#### [WHAT YOU NEED TO DO]
Scan the records for the word "that". Report each line where it occurs.

(Records from a data collection)
*** Block opens ***

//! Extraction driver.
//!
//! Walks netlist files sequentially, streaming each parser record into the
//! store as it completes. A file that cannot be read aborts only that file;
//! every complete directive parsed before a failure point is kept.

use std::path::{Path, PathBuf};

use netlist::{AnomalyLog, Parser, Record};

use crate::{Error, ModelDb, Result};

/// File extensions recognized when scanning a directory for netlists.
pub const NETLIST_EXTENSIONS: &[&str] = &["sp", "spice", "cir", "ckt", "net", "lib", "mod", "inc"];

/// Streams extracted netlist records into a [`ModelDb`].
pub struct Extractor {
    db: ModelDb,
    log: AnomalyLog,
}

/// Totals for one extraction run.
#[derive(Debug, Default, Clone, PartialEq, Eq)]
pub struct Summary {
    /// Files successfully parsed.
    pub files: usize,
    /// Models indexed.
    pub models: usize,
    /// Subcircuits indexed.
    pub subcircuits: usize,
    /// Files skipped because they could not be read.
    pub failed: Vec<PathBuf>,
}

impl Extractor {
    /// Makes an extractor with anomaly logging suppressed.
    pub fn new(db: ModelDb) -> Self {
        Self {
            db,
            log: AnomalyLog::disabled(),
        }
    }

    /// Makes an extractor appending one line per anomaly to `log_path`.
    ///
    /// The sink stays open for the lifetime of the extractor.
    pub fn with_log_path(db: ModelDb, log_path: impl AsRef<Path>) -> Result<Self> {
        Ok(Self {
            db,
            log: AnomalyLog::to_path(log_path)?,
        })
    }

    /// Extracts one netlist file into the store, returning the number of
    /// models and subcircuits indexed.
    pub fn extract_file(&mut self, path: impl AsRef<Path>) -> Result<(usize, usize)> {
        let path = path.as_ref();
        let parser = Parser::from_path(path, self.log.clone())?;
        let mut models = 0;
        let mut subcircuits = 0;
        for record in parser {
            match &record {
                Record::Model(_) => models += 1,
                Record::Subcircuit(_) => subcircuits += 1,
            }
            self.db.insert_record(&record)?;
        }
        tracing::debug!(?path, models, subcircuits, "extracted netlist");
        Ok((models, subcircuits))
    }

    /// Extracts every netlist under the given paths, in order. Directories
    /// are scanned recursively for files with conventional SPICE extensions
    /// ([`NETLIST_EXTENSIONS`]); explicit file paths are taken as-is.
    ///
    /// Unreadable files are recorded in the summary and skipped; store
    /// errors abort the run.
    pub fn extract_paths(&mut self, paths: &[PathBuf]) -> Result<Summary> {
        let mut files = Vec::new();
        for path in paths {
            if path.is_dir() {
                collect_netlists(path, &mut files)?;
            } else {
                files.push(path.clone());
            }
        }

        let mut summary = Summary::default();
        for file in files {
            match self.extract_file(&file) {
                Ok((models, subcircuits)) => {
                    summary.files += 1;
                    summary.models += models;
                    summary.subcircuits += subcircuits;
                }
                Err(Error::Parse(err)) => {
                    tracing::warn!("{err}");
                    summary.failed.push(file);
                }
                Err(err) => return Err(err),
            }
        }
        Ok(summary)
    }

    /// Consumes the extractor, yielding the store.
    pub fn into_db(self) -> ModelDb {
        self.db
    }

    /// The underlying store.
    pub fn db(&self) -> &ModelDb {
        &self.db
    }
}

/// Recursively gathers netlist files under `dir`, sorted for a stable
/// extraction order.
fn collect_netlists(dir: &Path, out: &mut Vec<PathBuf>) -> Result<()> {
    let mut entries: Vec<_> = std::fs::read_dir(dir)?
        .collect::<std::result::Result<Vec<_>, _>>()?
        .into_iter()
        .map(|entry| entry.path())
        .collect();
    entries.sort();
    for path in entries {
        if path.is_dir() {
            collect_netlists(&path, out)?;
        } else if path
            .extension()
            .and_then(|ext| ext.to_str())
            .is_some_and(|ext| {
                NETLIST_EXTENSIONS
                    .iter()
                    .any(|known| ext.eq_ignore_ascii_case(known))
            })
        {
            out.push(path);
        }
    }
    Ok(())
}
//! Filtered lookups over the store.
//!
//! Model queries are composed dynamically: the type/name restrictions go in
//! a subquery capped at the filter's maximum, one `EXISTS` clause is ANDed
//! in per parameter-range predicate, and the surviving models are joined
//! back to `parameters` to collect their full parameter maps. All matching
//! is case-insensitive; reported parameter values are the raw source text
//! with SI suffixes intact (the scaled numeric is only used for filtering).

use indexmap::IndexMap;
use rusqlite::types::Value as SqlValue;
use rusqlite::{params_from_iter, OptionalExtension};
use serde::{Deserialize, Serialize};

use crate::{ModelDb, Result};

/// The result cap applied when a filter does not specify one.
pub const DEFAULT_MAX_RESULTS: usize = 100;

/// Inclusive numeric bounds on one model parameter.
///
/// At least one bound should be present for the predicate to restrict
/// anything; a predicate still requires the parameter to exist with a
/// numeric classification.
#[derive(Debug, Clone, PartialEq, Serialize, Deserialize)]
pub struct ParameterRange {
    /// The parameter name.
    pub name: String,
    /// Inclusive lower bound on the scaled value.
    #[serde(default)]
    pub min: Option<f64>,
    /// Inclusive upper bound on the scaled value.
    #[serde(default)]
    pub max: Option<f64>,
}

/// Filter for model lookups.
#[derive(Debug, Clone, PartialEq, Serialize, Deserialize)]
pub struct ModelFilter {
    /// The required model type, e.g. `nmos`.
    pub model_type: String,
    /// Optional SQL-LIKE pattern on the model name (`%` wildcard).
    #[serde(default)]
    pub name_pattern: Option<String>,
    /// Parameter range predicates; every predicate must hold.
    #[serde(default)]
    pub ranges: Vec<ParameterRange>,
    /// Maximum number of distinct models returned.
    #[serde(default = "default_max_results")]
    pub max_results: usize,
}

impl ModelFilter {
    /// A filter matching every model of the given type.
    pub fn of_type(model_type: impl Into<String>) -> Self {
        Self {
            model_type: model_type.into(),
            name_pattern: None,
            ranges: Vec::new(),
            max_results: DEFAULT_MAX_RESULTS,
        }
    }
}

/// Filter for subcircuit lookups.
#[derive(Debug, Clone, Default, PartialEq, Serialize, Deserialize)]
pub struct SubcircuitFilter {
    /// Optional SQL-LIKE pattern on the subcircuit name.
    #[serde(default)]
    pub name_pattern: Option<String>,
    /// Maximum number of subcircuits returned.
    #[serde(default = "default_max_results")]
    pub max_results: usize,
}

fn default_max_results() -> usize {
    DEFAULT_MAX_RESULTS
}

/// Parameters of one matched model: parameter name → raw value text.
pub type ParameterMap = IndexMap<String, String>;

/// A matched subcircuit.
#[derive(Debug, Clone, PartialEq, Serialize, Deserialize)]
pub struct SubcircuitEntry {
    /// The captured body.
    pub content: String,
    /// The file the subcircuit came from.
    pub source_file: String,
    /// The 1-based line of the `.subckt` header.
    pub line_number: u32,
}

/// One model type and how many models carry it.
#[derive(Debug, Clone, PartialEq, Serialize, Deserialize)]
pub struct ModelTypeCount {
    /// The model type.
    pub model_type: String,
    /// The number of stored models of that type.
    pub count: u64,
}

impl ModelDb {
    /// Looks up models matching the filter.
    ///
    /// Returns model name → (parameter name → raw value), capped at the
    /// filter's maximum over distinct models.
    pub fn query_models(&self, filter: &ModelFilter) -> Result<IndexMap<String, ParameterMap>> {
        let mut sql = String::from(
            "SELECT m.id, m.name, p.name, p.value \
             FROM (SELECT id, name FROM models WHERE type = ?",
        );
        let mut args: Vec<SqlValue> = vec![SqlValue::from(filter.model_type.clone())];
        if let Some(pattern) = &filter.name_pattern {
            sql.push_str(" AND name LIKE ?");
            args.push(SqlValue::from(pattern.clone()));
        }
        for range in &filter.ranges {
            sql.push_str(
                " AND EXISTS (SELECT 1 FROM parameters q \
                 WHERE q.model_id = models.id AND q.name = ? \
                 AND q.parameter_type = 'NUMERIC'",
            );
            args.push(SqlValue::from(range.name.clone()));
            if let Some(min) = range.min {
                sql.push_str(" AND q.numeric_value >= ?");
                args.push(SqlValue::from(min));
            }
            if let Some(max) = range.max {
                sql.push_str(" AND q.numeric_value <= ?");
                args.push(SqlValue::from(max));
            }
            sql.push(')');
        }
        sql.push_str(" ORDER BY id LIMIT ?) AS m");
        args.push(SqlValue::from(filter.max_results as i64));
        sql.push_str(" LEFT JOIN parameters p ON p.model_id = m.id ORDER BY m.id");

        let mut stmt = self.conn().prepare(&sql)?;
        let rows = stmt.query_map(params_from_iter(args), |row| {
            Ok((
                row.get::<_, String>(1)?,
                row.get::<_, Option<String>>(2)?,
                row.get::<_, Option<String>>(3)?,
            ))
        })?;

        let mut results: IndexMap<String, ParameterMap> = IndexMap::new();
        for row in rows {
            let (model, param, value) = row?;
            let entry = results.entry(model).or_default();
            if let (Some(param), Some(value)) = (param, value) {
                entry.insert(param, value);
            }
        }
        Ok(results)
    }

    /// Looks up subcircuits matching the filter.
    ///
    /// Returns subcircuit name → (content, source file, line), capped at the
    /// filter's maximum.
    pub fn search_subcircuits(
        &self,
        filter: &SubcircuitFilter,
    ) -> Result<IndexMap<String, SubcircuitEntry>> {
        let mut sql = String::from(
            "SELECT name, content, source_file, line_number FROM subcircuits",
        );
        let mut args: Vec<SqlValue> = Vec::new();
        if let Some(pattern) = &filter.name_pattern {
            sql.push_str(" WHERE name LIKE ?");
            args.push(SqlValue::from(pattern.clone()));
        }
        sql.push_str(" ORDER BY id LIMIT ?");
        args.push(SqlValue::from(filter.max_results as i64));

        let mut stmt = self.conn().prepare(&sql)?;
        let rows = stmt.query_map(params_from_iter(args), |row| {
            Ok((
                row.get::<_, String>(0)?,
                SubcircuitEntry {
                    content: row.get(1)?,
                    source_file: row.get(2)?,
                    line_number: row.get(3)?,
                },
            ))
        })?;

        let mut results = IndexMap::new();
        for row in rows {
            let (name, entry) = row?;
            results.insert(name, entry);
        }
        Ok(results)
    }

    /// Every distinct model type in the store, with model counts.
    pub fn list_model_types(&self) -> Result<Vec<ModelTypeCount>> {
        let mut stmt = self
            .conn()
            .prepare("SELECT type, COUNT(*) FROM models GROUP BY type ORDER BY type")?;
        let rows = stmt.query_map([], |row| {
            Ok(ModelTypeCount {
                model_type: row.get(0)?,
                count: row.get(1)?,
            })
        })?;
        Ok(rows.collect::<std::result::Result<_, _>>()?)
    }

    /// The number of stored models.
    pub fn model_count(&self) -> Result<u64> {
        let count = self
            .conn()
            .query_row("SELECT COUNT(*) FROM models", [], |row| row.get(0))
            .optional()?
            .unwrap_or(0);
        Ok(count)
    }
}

*** Block closes ***

#### [WRITTEN ANSWER]
//! store as it completes. A file that cannot be read aborts only that file;
    /// The number of stored models of that type.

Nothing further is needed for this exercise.